Is this it, the Apocalypse?
by Kari Baumann; Isaiah 61.10-62.3, Luke 2.22-40
Good morning. I have the unenviable task of delivering the last sermon of the year. Oh, sure, make the intern try to find something to say to wrap up 2020! I see how it is!
How do we even begin to sum up this year? I scrolled through a lot of our pictures over the past few weeks, trying to think about what my family might remember from this year. The last play Mike and I attended at Triad Stage (2 Wolves and a Lamb). The last movie I saw in the theater (Little Women, not a bad choice). The last concert I attended (Emmylou Harris, can’t complain there). And then a lot of pictures of us at home. The walks we took in our park every day. The books we read. The first mask my mom made for me. The fireworks our neighbors set off every day at 7pm, just to celebrate making it through another day. The black squares on Instagram and the protests for justice. A lot of LEGOs. Of course I wore a lot of caftans as usual. I changed jobs and started Divinity School.

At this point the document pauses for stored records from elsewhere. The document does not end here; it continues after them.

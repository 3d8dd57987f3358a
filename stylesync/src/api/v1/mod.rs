pub mod dto;
pub mod handlers;
pub mod middleware;
pub mod openapi;
pub mod response;
pub mod router;

#[cfg(test)]
mod tests {
    use axum::body::Body;
    use axum::http::{header, Request, StatusCode};
    use axum::Router;
    use tower::ServiceExt;

    use crate::api::routes::create_router;
    use crate::api::state::AppState;
    use crate::config::{
        Config, LlmConfig, LogFormat, ServerConfig, SessionConfig, WardrobeConfig,
    };
    use crate::llm::LlmProvider;

    fn test_state(max_upload_bytes: usize) -> AppState {
        let config = Config {
            server: ServerConfig {
                host: "127.0.0.1".to_string(),
                port: 8501,
                log_format: LogFormat::Pretty,
            },
            llm: LlmConfig::default(),
            wardrobe: WardrobeConfig {
                max_upload_bytes,
                ..WardrobeConfig::default()
            },
            session: SessionConfig::default(),
        };
        let llm = LlmProvider::new(&config.llm);
        AppState::new(config, llm)
    }

    async fn body_json(response: axum::response::Response) -> serde_json::Value {
        let bytes = axum::body::to_bytes(response.into_body(), usize::MAX)
            .await
            .unwrap();
        serde_json::from_slice(&bytes).unwrap()
    }

    async fn send(app: &Router, request: Request<Body>) -> axum::response::Response {
        app.clone().oneshot(request).await.unwrap()
    }

    fn get(uri: &str) -> Request<Body> {
        Request::builder().uri(uri).body(Body::empty()).unwrap()
    }

    fn post_json(uri: &str, json: &str) -> Request<Body> {
        Request::builder()
            .method("POST")
            .uri(uri)
            .header("content-type", "application/json")
            .body(Body::from(json.to_string()))
            .unwrap()
    }

    fn multipart_upload(uri: &str, bytes: &[u8]) -> Request<Body> {
        let boundary = "stylesync-test-boundary";
        let mut body = Vec::new();
        body.extend_from_slice(
            format!(
                "--{boundary}\r\nContent-Disposition: form-data; name=\"file\"; filename=\"shirt.jpg\"\r\nContent-Type: image/jpeg\r\n\r\n"
            )
            .as_bytes(),
        );
        body.extend_from_slice(bytes);
        body.extend_from_slice(format!("\r\n--{boundary}--\r\n").as_bytes());

        Request::builder()
            .method("POST")
            .uri(uri)
            .header(
                "content-type",
                format!("multipart/form-data; boundary={boundary}"),
            )
            .body(Body::from(body))
            .unwrap()
    }

    async fn create_session(app: &Router, body: &str) -> String {
        let response = send(app, post_json("/api/v1/sessions", body)).await;
        assert_eq!(response.status(), StatusCode::CREATED);
        let json = body_json(response).await;
        json["data"]["sessionId"].as_str().unwrap().to_string()
    }

    #[tokio::test]
    async fn health_reports_gateway_and_sessions() {
        let app = create_router(test_state(1024));

        let response = send(&app, get("/api/v1/health")).await;
        assert_eq!(response.status(), StatusCode::OK);

        let json = body_json(response).await;
        assert_eq!(json["data"]["status"], "ok");
        assert_eq!(json["data"]["llm"]["provider"], "gemini");
        assert_eq!(json["data"]["llm"]["status"], "needs_credential");
        assert_eq!(json["data"]["activeSessions"], 0);
    }

    #[tokio::test]
    async fn openapi_json_is_valid() {
        let app = create_router(test_state(1024));

        let response = send(&app, get("/api/v1/openapi.json")).await;
        assert_eq!(response.status(), StatusCode::OK);
        let json = body_json(response).await;
        let version = json["openapi"]
            .as_str()
            .expect("openapi field should be a string");
        assert!(version.starts_with("3."));
        assert!(json["paths"]["/api/v1/sessions/{sessionId}/items:analyze"].is_object());
    }

    #[tokio::test]
    async fn preference_options_are_listed() {
        let app = create_router(test_state(1024));

        let json = body_json(send(&app, get("/api/v1/preferences/options")).await).await;
        assert_eq!(json["data"]["seasons"][1], "Summer");
        assert_eq!(json["data"]["occasions"].as_array().unwrap().len(), 8);
        assert_eq!(json["data"]["timesOfDay"][0], "Morning");
    }

    #[tokio::test]
    async fn session_without_credential_is_not_ready() {
        let app = create_router(test_state(1024));
        let session_id = create_session(&app, "{}").await;

        let json = body_json(send(&app, get(&format!("/api/v1/sessions/{session_id}"))).await).await;
        assert_eq!(json["data"]["botReady"], false);
        assert_eq!(json["data"]["credentialSource"], "missing");
        assert_eq!(json["data"]["itemCount"], 0);
    }

    #[tokio::test]
    async fn session_can_be_created_without_body() {
        let app = create_router(test_state(1024));

        let response = send(
            &app,
            Request::builder()
                .method("POST")
                .uri("/api/v1/sessions")
                .body(Body::empty())
                .unwrap(),
        )
        .await;
        assert_eq!(response.status(), StatusCode::CREATED);
    }

    #[tokio::test]
    async fn unknown_session_is_not_found() {
        let app = create_router(test_state(1024));

        for uri in [
            "/api/v1/sessions/missing",
            "/api/v1/sessions/missing/items",
            "/api/v1/sessions/missing/stats",
            "/api/v1/sessions/missing/wardrobe:export",
        ] {
            let response = send(&app, get(uri)).await;
            assert_eq!(response.status(), StatusCode::NOT_FOUND, "{uri}");
            let json = body_json(response).await;
            assert_eq!(json["error"]["code"], "not_found");
        }
    }

    #[tokio::test]
    async fn analyze_without_credential_is_rejected() {
        let app = create_router(test_state(1024));
        let session_id = create_session(&app, "{}").await;

        let response = send(
            &app,
            multipart_upload(
                &format!("/api/v1/sessions/{session_id}/items:analyze"),
                b"\xFF\xD8\xFF\xE0 jpeg",
            ),
        )
        .await;

        assert_eq!(response.status(), StatusCode::UNAUTHORIZED);
        let json = body_json(response).await;
        assert_eq!(json["error"]["code"], "missing_credential");
    }

    #[tokio::test]
    async fn misconfigured_provider_is_a_gateway_error() {
        let mut state = test_state(1024);
        let llm = LlmConfig {
            model: "mystery-model".to_string(),
            ..LlmConfig::default()
        };
        state.llm = LlmProvider::new(&llm);
        let app = create_router(state);
        let session_id = create_session(&app, r#"{"apiKey": "user-key"}"#).await;

        let response = send(&app, get(&format!("/api/v1/sessions/{session_id}"))).await;
        let json = body_json(response).await;
        assert_eq!(json["data"]["botReady"], false);
        assert_eq!(json["data"]["credentialSource"], "session");
        assert_eq!(
            json["data"]["unavailableReason"],
            "Unknown provider in model: mystery-model"
        );

        let response = send(
            &app,
            multipart_upload(
                &format!("/api/v1/sessions/{session_id}/items:analyze"),
                b"\xFF\xD8\xFF\xE0 jpeg",
            ),
        )
        .await;

        assert_eq!(response.status(), StatusCode::BAD_GATEWAY);
        let json = body_json(response).await;
        assert_eq!(json["error"]["code"], "gateway_error");
        assert!(json["error"]["message"]
            .as_str()
            .unwrap()
            .contains("mystery-model"));
    }

    #[tokio::test]
    async fn oversized_upload_is_rejected() {
        let app = create_router(test_state(16));
        let session_id = create_session(&app, r#"{"apiKey": "test-key"}"#).await;

        let response = send(
            &app,
            multipart_upload(
                &format!("/api/v1/sessions/{session_id}/items:analyze"),
                &[0u8; 64],
            ),
        )
        .await;

        assert_eq!(response.status(), StatusCode::PAYLOAD_TOO_LARGE);
        let json = body_json(response).await;
        assert_eq!(json["error"]["code"], "payload_too_large");
    }

    #[tokio::test]
    async fn upload_without_file_field_is_invalid() {
        let app = create_router(test_state(1024));
        let session_id = create_session(&app, r#"{"apiKey": "test-key"}"#).await;

        let boundary = "b";
        let body = format!(
            "--{boundary}\r\nContent-Disposition: form-data; name=\"note\"\r\n\r\nhello\r\n--{boundary}--\r\n"
        );
        let response = send(
            &app,
            Request::builder()
                .method("POST")
                .uri(format!("/api/v1/sessions/{session_id}/items:analyze"))
                .header(
                    "content-type",
                    format!("multipart/form-data; boundary={boundary}"),
                )
                .body(Body::from(body))
                .unwrap(),
        )
        .await;

        assert_eq!(response.status(), StatusCode::BAD_REQUEST);
        let json = body_json(response).await;
        assert_eq!(json["error"]["code"], "invalid_request");
    }

    #[tokio::test]
    async fn recommend_on_empty_wardrobe_conflicts() {
        let app = create_router(test_state(1024));
        let session_id = create_session(&app, r#"{"apiKey": "test-key"}"#).await;

        let response = send(
            &app,
            post_json(
                &format!("/api/v1/sessions/{session_id}/recommendations"),
                r#"{"occasion": "Casual", "season": "Summer", "maxItems": 1}"#,
            ),
        )
        .await;

        assert_eq!(response.status(), StatusCode::CONFLICT);
        let json = body_json(response).await;
        assert_eq!(json["error"]["code"], "empty_wardrobe");
        assert_eq!(
            json["error"]["message"],
            "Your wardrobe is empty. Add some clothing items first"
        );
    }

    #[tokio::test]
    async fn recommend_without_credential_is_rejected_first() {
        let app = create_router(test_state(1024));
        let session_id = create_session(&app, "{}").await;

        let response = send(
            &app,
            post_json(
                &format!("/api/v1/sessions/{session_id}/recommendations"),
                r#"{"preferences": "Casual"}"#,
            ),
        )
        .await;

        assert_eq!(response.status(), StatusCode::UNAUTHORIZED);
    }

    #[tokio::test]
    async fn credential_entry_readies_the_bot() {
        let app = create_router(test_state(1024));
        let session_id = create_session(&app, "{}").await;
        let uri = format!("/api/v1/sessions/{session_id}/credential");

        let response = send(
            &app,
            Request::builder()
                .method("PUT")
                .uri(&uri)
                .header("content-type", "application/json")
                .body(Body::from(r#"{"apiKey": "user-key"}"#))
                .unwrap(),
        )
        .await;
        assert_eq!(response.status(), StatusCode::OK);
        let json = body_json(response).await;
        assert_eq!(json["data"]["botReady"], true);
        assert_eq!(json["data"]["credentialSource"], "session");

        let response = send(
            &app,
            Request::builder()
                .method("PUT")
                .uri(&uri)
                .header("content-type", "application/json")
                .body(Body::from(r#"{"key": "wrong-field"}"#))
                .unwrap(),
        )
        .await;
        assert_eq!(response.status(), StatusCode::BAD_REQUEST);
        let json = body_json(response).await;
        assert_eq!(json["error"]["message"], "Missing required field: apiKey");
    }

    #[tokio::test]
    async fn empty_wardrobe_export_is_a_download() {
        let app = create_router(test_state(1024));
        let session_id = create_session(&app, "{}").await;

        let response = send(
            &app,
            get(&format!("/api/v1/sessions/{session_id}/wardrobe:export")),
        )
        .await;

        assert_eq!(response.status(), StatusCode::OK);
        assert_eq!(
            response.headers()[header::CONTENT_DISPOSITION],
            "attachment; filename=\"my_wardrobe.json\""
        );
        assert_eq!(response.headers()[header::CONTENT_TYPE], "application/json");
        let bytes = axum::body::to_bytes(response.into_body(), usize::MAX)
            .await
            .unwrap();
        assert_eq!(&bytes[..], b"[]");
    }

    #[tokio::test]
    async fn missing_item_is_not_found() {
        let app = create_router(test_state(1024));
        let session_id = create_session(&app, "{}").await;

        let response = send(&app, get(&format!("/api/v1/sessions/{session_id}/items/1"))).await;
        assert_eq!(response.status(), StatusCode::NOT_FOUND);
    }

    #[tokio::test]
    async fn deleted_session_is_gone() {
        let app = create_router(test_state(1024));
        let session_id = create_session(&app, "{}").await;
        let uri = format!("/api/v1/sessions/{session_id}");

        let response = send(
            &app,
            Request::builder()
                .method("DELETE")
                .uri(&uri)
                .body(Body::empty())
                .unwrap(),
        )
        .await;
        assert_eq!(response.status(), StatusCode::OK);

        let response = send(&app, get(&uri)).await;
        assert_eq!(response.status(), StatusCode::NOT_FOUND);
    }

    #[tokio::test]
    async fn root_serves_the_ui() {
        let app = create_router(test_state(1024));

        let response = send(&app, get("/")).await;
        assert_eq!(response.status(), StatusCode::OK);
    }
}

But a lot of what we will remember this year wasn’t necessarily photo-worthy. For instance, the way I made Mike buy extra toilet paper in February because I worry too much. Oh, yes, do not forget about the stress that we all felt because we had to learn to use Zoom and adapt to work from home. Oh, the constant fear that the world might collapse if we fail to attend office meetings, which perhaps led everybody to search for things like “isp in my area” and then opt for high-speed internet connections. The chilling sensation in the spine while doing the office work– constant thinking what if the web connection is not secure. To be honest, this might have inadvertently led some of us to use something similar to the best firefox vpn. And besides all these, there were a lot of undocumented tears, arguments, disappointments, and teletherapy appointments. Truth be told, if I never hear the words “social distancing” or “flatten the curve” or “unprecedented” ever ever again, that will be just fine with me.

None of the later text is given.